Create a GPyTorch based model.

Parameters:

  • model_type (str): Type of model ('standard', 'deep', 'sparse')
  • kernel_type (str): Kernel type ('rbf', 'matern', 'spectral_mixture')
  • hidden_dims (list): For deep models, hidden layer dimensions
  • `kwargs: Additional model parameters

Returns:

  • GPyTorch model instance
train_sklearn_model(model, model_name: str)

Train a scikit-learn model.

Parameters:

  • model: Model instance to train
  • model_name (str): Name to store the trained model
train_gpytorch_model(model, likelihood, model_name: str, training_iter: int = 50)

Train a GPyTorch model.

Parameters:

  • model: GPyTorch model instance
  • likelihood: GPyTorch likelihood
  • model_name (str): Name to store the trained model
  • training_iter (int): Number of training iterations
evaluate_model(model_name: str, X_test, y_test)

Evaluate a trained model.

Parameters:

  • model_name (str): Name of trained model
  • X_test: Test features
  • y_test: Test targets

Returns:

  • EvaluationResults: Object with r2, rmse, mae attributes
predict_full_grid(model_name: str)

Make predictions on the full spatial grid.

Parameters:

  • model_name (str): Name of trained model

Returns:

  • numpy.ndarray: Predictions for all grid points

GRDECLParser

Parser for Eclipse GRDECL files.

from spe9_geomodeling import GRDECLParser

parser = GRDECLParser('path/to/file.grdecl')

Parameters:

  • file_path (str): Path to GRDECL file

Methods:

load_data()

Load and parse the GRDECL file.

Returns:

  • dict: Dictionary containing grid dimensions, coordinates, and properties
get_property(property_name: str)

Extract a specific property from the loaded data.

Parameters:

  • property_name (str): Name of property to extract

Returns:

  • numpy.ndarray: Property values

SPE9Plotter

Visualization utilities for SPE9 data and model results.
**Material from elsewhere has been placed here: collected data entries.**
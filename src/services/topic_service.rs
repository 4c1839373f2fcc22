//! 主题服务 - 业务能力层
//!
//! 三个独立的小能力：主题可行性检查、主题润色、降重改写。
//! 前两个在后端出错时放行原输入，不阻断生成。

use serde::{Deserialize, Serialize};
use tracing::warn;

use crate::clients::BackendRequest;
use crate::error::AppResult;
use crate::profile::prompts;
use crate::services::json_repair::string_field;
use crate::services::ResilientCaller;

/// 主题检查结果
#[derive(Debug, Clone, PartialEq, Eq, Serialize, Deserialize)]
pub struct TopicVerdict {
    pub is_valid: bool,
    pub reason: String,
}

impl TopicVerdict {
    fn accept() -> Self {
        Self {
            is_valid: true,
            reason: String::new(),
        }
    }
}

/// 主题服务
pub struct TopicService {
    caller: ResilientCaller,
    model: String,
}

impl TopicService {
    pub fn new(caller: ResilientCaller, model: impl Into<String>) -> Self {
        Self {
            caller,
            model: model.into(),
        }
    }

    /// 检查主题是否适合作为学术题目
    ///
    /// 后端出错或回复无法解析时视为通过。
    pub async fn check_topic(&self, topic: &str) -> TopicVerdict {
        let request = BackendRequest::new(&self.model, prompts::topic_check_prompt(topic)).json();
        match self.caller.call_json(&request).await {
            Ok((value, _)) => match value.get("is_valid").and_then(|v| v.as_bool()) {
                Some(is_valid) => TopicVerdict {
                    is_valid,
                    reason: string_field(&value, "reason").unwrap_or_default(),
                },
                None => TopicVerdict::accept(),
            },
            Err(e) => {
                warn!("主题检查失败，默认放行: {}", e);
                TopicVerdict::accept()
            }
        }
    }

    /// 把主题改写为规范的学术题目，失败或空回复时返回原主题
    pub async fn refine_topic(&self, topic: &str) -> String {
        let request = BackendRequest::new(&self.model, prompts::refine_topic_prompt(topic));
        match self.caller.call(&request).await {
            Ok(outcome) => {
                let refined = outcome.text.trim().trim_matches('"').trim();
                if refined.is_empty() {
                    topic.to_string()
                } else {
                    refined.to_string()
                }
            }
            Err(e) => {
                warn!("主题润色失败，沿用原主题: {}", e);
                topic.to_string()
            }
        }
    }

    /// 降重改写，错误直接返回
    pub async fn paraphrase(&self, text: &str) -> AppResult<String> {
        let request = BackendRequest::new(&self.model, prompts::paraphrase_prompt(text));
        let outcome = self.caller.call(&request).await?;
        Ok(outcome.text.trim().to_string())
    }
}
from spe9_geomodeling import SPE9Plotter

plotter = SPE9Plotter()

Methods:

plot_property_slices(data: dict, property_name: str, save_path: str = None)

Plot 2D slices of a 3D property.

Parameters:

  • data (dict): Grid data dictionary
  • property_name (str): Property to plot
  • save_path (str): Optional path to save figure
plot_model_comparison(results: dict, save_path: str = None)
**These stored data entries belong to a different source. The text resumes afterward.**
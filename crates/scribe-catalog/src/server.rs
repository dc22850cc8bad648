//! Per-server configuration types.

use serde::{Deserialize, Serialize};
use serde_json::Value;

use scribe_exec::find_in_path;
use scribe_toolchain::ManagerProfile;

use crate::catalog::CatalogError;

/// One language a server handles, with the host's matching rows.
///
/// `scopes` are the grammar scope selectors the host matches against open
/// documents; `syntaxes` are the syntax-definition names it matches
/// against.
#[derive(Debug, Clone, PartialEq, Eq, Serialize, Deserialize)]
pub struct LanguageScope {
    /// Language identifier reported to the server (e.g. `rust`).
    pub id: String,
    /// Grammar scope selectors (e.g. `source.rust`).
    pub scopes: Vec<String>,
    /// Syntax-definition names (e.g. `rust`).
    pub syntaxes: Vec<String>,
}

impl LanguageScope {
    /// Builds a matching row for one language.
    #[must_use]
    pub fn new<I, S, J, T>(id: impl Into<String>, scopes: I, syntaxes: J) -> Self
    where
        I: IntoIterator<Item = S>,
        S: Into<String>,
        J: IntoIterator<Item = T>,
        T: Into<String>,
    {
        Self {
            id: id.into(),
            scopes: scopes.into_iter().map(Into::into).collect(),
            syntaxes: syntaxes.into_iter().map(Into::into).collect(),
        }
    }
}

/// Configuration for launching and matching one language server.
///
/// Validated on registration: the name, title, and at least one language
/// row must be present.
///
/// # Example
///
/// ```
/// use scribe_catalog::{LanguageScope, ServerConfig};
///
/// let config = ServerConfig::new("html", "HTML Language Server", "node")
///     .arg("html-languageserver.js")
///     .arg("--stdio")
///     .language(LanguageScope::new("html", ["text.html.basic"], ["html"]));
/// assert_eq!(config.command(), "node");
/// ```
#[derive(Debug, Clone)]
pub struct ServerConfig {
    name: String,
    title: String,
    command: String,
    args: Vec<String>,
    languages: Vec<LanguageScope>,
    init_options: Value,
    settings: Value,
    provisioning: Option<ManagerProfile>,
}

impl ServerConfig {
    /// Creates a configuration for the given catalog name, human-readable
    /// server title, and launch command.
    #[must_use]
    pub fn new(
        name: impl Into<String>,
        title: impl Into<String>,
        command: impl Into<String>,
    ) -> Self {
        Self {
            name: name.into(),
            title: title.into(),
            command: command.into(),
            args: Vec::new(),
            languages: Vec::new(),
            init_options: Value::Null,
            settings: Value::Null,
            provisioning: None,
        }
    }

    /// Appends one launch argument.
    #[must_use]
    pub fn arg(mut self, arg: impl Into<String>) -> Self {
        self.args.push(arg.into());
        self
    }

    /// Appends several launch arguments.
    #[must_use]
    pub fn args<I, S>(mut self, args: I) -> Self
    where
        I: IntoIterator<Item = S>,
        S: Into<String>,
    {
        self.args.extend(args.into_iter().map(Into::into));
        self
    }

    /// Adds one language matching row.
    #[must_use]
    pub fn language(mut self, language: LanguageScope) -> Self {
        self.languages.push(language);
        self
    }

    /// Sets the initialization options sent with the LSP handshake.
    #[must_use]
    pub fn init_options(mut self, options: Value) -> Self {
        self.init_options = options;
        self
    }

    /// Sets the default workspace settings payload.
    #[must_use]
    pub fn settings(mut self, settings: Value) -> Self {
        self.settings = settings;
        self
    }

    /// Attaches a toolchain-manager profile; the launch guard will run the
    /// provisioning workflow for this server before startup.
    #[must_use]
    pub fn provisioned_by(mut self, profile: ManagerProfile) -> Self {
        self.provisioning = Some(profile);
        self
    }

    /// Catalog name (e.g. `rust`).
    #[must_use]
    pub fn name(&self) -> &str {
        self.name.as_str()
    }

    /// Human-readable server title (e.g. `Rust Language Server`).
    #[must_use]
    pub fn title(&self) -> &str {
        self.title.as_str()
    }

    /// The executable the host spawns.
    #[must_use]
    pub fn command(&self) -> &str {
        self.command.as_str()
    }

    /// Launch arguments, excluding the command itself.
    #[must_use]
    pub fn launch_args(&self) -> &[String] {
        self.args.as_slice()
    }

    /// Language matching rows.
    #[must_use]
    pub fn languages(&self) -> &[LanguageScope] {
        self.languages.as_slice()
    }

    /// Initialization options, `Null` when none are configured.
    #[must_use]
    pub const fn initialization_options(&self) -> &Value {
        &self.init_options
    }

    /// Default settings payload, `Null` when none is configured.
    #[must_use]
    pub const fn default_settings(&self) -> &Value {
        &self.settings
    }

    /// The attached toolchain-manager profile, when this server is backed
    /// by a managed toolchain.
    #[must_use]
    pub const fn provisioning(&self) -> Option<&ManagerProfile> {
        self.provisioning.as_ref()
    }

    /// Whether the required launch command can be located on the given
    /// search path.
    #[must_use]
    pub fn is_available(&self, path_value: &str) -> bool {
        find_in_path(&self.command, path_value).is_some()
    }

    /// Whether any language row matches the given grammar scope.
    #[must_use]
    pub fn matches_scope(&self, scope: &str) -> bool {
        self.languages
            .iter()
            .any(|language| language.scopes.iter().any(|s| s == scope))
    }

    /// Whether any language row matches the given syntax name.
    #[must_use]
    pub fn matches_syntax(&self, syntax: &str) -> bool {
        let lower = syntax.to_ascii_lowercase();
        self.languages
            .iter()
            .any(|language| language.syntaxes.iter().any(|s| s.to_ascii_lowercase() == lower))
    }

    /// Validates the configuration for registration.
    ///
    /// # Errors
    ///
    /// Returns [`CatalogError::InvalidConfig`] when the name, title, or
    /// language rows are missing.
    pub fn validate(&self) -> Result<(), CatalogError> {
        if self.name.trim().is_empty() {
            return Err(CatalogError::InvalidConfig {
                message: String::from("server name must not be empty"),
            });
        }
        if self.title.trim().is_empty() {
            return Err(CatalogError::InvalidConfig {
                message: format!("server '{}' has no title", self.name),
            });
        }
        if self.command.trim().is_empty() {
            return Err(CatalogError::InvalidConfig {
                message: format!("server '{}' has no launch command", self.name),
            });
        }
        if self.languages.is_empty() {
            return Err(CatalogError::InvalidConfig {
                message: format!("server '{}' declares no languages", self.name),
            });
        }
        Ok(())
    }
}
Plot comparison of multiple model results.

Parameters:

  • results (dict): Dictionary of model results
  • save_path (str): Optional path to save figure
plot_uncertainty_map(predictions, uncertainties, save_path: str = None)
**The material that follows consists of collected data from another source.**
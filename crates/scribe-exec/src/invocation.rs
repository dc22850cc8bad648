//! Invocation descriptions and captured results.

use std::collections::HashMap;
use std::path::{Path, PathBuf};

/// A single external-process execution request.
///
/// Built with the builder-style `arg`/`env`/`working_dir` methods and
/// consumed by a [`CommandRunner`](crate::CommandRunner). The environment
/// overlay is merged onto the ambient process environment at spawn time;
/// overlay entries win on key collision and the ambient environment is
/// never mutated.
///
/// # Example
///
/// ```
/// use scribe_exec::ToolInvocation;
///
/// let invocation = ToolInvocation::new("rustup")
///     .arg("component")
///     .args(["list", "--toolchain", "nightly"])
///     .env("PATH", "/usr/bin");
/// assert_eq!(invocation.program(), "rustup");
/// assert_eq!(invocation.argv().len(), 4);
/// ```
#[derive(Debug, Clone)]
pub struct ToolInvocation {
    program: String,
    args: Vec<String>,
    working_dir: Option<PathBuf>,
    env: HashMap<String, String>,
}

impl ToolInvocation {
    /// Creates an invocation of the given program with no arguments.
    #[must_use]
    pub fn new(program: impl Into<String>) -> Self {
        Self {
            program: program.into(),
            args: Vec::new(),
            working_dir: None,
            env: HashMap::new(),
        }
    }

    /// Appends one argument.
    #[must_use]
    pub fn arg(mut self, arg: impl Into<String>) -> Self {
        self.args.push(arg.into());
        self
    }

    /// Appends several arguments.
    #[must_use]
    pub fn args<I, S>(mut self, args: I) -> Self
    where
        I: IntoIterator<Item = S>,
        S: Into<String>,
    {
        self.args.extend(args.into_iter().map(Into::into));
        self
    }

    /// Sets the working directory for the spawned process.
    #[must_use]
    pub fn working_dir(mut self, dir: impl Into<PathBuf>) -> Self {
        self.working_dir = Some(dir.into());
        self
    }

    /// Adds one environment overlay entry.
    #[must_use]
    pub fn env(mut self, key: impl Into<String>, value: impl Into<String>) -> Self {
        self.env.insert(key.into(), value.into());
        self
    }

    /// Merges a map of environment overlay entries.
    #[must_use]
    pub fn envs(mut self, entries: &HashMap<String, String>) -> Self {
        self.env
            .extend(entries.iter().map(|(k, v)| (k.clone(), v.clone())));
        self
    }

    /// Returns the program name.
    #[must_use]
    pub fn program(&self) -> &str {
        self.program.as_str()
    }

    /// Returns the argument vector, excluding the program name.
    ///
    /// Named `argv` to keep the builder method [`ToolInvocation::args`]
    /// unambiguous.
    #[must_use]
    pub fn argv(&self) -> &[String] {
        self.args.as_slice()
    }

    /// Returns the working directory, when one was set.
    #[must_use]
    pub fn working_dir_path(&self) -> Option<&Path> {
        self.working_dir.as_deref()
    }

    /// Returns the environment overlay.
    #[must_use]
    pub const fn env_overlay(&self) -> &HashMap<String, String> {
        &self.env
    }

    /// Renders the command line for log output.
    #[must_use]
    pub fn display_line(&self) -> String {
        let mut line = self.program.clone();
        for arg in &self.args {
            line.push(' ');
            line.push_str(arg);
        }
        line
    }
}

/// Outcome of a successful [`ToolInvocation`].
///
/// Produced only for zero exit statuses; non-zero exits surface as
/// [`ExecError::NonZeroExit`](crate::ExecError::NonZeroExit). Both output
/// streams are captured in full before the result is returned.
#[derive(Debug, Clone)]
pub struct InvocationResult {
    exit_code: i32,
    stdout: String,
    stderr: String,
}

impl InvocationResult {
    /// Builds a result from captured process output.
    #[must_use]
    pub const fn new(exit_code: i32, stdout: String, stderr: String) -> Self {
        Self {
            exit_code,
            stdout,
            stderr,
        }
    }

    /// Process exit code.
    #[must_use]
    pub const fn exit_code(&self) -> i32 {
        self.exit_code
    }

    /// Captured standard output, decoded as UTF-8 (lossily).
    #[must_use]
    pub fn stdout(&self) -> &str {
        self.stdout.as_str()
    }

    /// Captured standard error, decoded as UTF-8 (lossily).
    #[must_use]
    pub fn stderr(&self) -> &str {
        self.stderr.as_str()
    }
}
Plot prediction uncertainty visualization.

Parameters:

  • predictions (array): Model predictions
  • uncertainties (array): Prediction uncertainties
  • save_path (str): Optional path to save figure

Model Classes

SPE9GPModel

Standard Gaussian Process model for spatial data.

from spe9_geomodeling import SPE9GPModel

model = SPE9GPModel(kernel_type='rbf', ard=True, input_dim=3)

Parameters:

  • kernel_type (str): Kernel type ('rbf', 'matern', 'spectral_mixture')
  • ard (bool): Use Automatic Relevance Determination
  • input_dim (int): Input dimensionality

DeepGPModel

Deep Gaussian Process model with neural network features.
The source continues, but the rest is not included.